Yoo. Hiç de bile. Gerçeğin ağzımdan kaçmasına izin vermedim
ve manasız kendime güven havası yaymaya devam ettim.
“Tamam! O zaman hazır kavramışken hadi ezberlemeye
çalışalım.”
Gramofona benzeyen şeye doğru gidip şarkıyı baştan
başlattıktan sonra, aramızdaki bütün boşluğu kapattı.
Yavaşça, “nazikçe,” elini tuttum ve diğer kolumu beline
doladım. Bana öğrettiği her şey aklımda tutarak, toparlayabildiğim her bir
zarafet parçasıyla, onu odada döndürebilmek için elimden geleni yaptım.

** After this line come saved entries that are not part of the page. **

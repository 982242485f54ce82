use sso_engine_sdk::SsoError;
use thiserror::Error;

/// Failures talking to the policy service.
#[derive(Debug, Error)]
pub enum RestAupError {
    #[error("invalid policy endpoint '{0}'")]
    InvalidUrl(String),

    #[error("policy request failed: {0}")]
    Transport(String),

    #[error("policy request timed out after {0} ms")]
    Timeout(u64),

    #[error("policy service answered {0}")]
    UnexpectedStatus(u16),

    #[error("malformed policy response: {0}")]
    Decode(#[from] serde_json::Error),
}

impl From<RestAupError> for SsoError {
    fn from(e: RestAupError) -> Self {
        SsoError::CollaboratorUnavailable(e.to_string())
    }
}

Her ne kadar bir balo salonu büyüklüğünde olmasa da, bize
verilen oda duvara çarpmaktan endişe etmemize gerek kalmadan, rahat bir şekilde
dans etmemize izin verecek kadar büyüktü. Niyetimizi ona anlattıktan sonra
kralın tamamen bizim kullanmamız için izin verdiği bir odaydı. Kalesi benimki
gibi, çok sayıda insana ev sahipliği yapsa bile, bir sürü kullanılmayan camdan
odaya sahip olacak kadar büyüktü.
Bağlantılı avlu, her ne kadar sessiz olsa da, geçici bir
balo salonu kadar enerji doluydu. Iryll ve Enne etrafta koşturarak ve türlü
oyunlar oynayarak ortama neşe katıyordu. İkili ara sıra ya kapıdan ya da
camlardan birinden, yaptıklarımıza göz atıyordu. Iryll, her seferinde ne kadar
öğrendiğimi not alarak gülüyordu. Diğer yandan Enne, ifadesiz bir şekilde
kalıyordu, yani bu, muhtemelen öğle yemeğinde ne yiyeceğimizi düşündüğü
anlamına geliyordu.
“Hmmm...” dansımızın üzerinden geçtikten sonra Nell beni tartmaya
çalışırken yüzünü buruşturmuştu. “Daha iyi mi yoksa değil mi emin olamadım.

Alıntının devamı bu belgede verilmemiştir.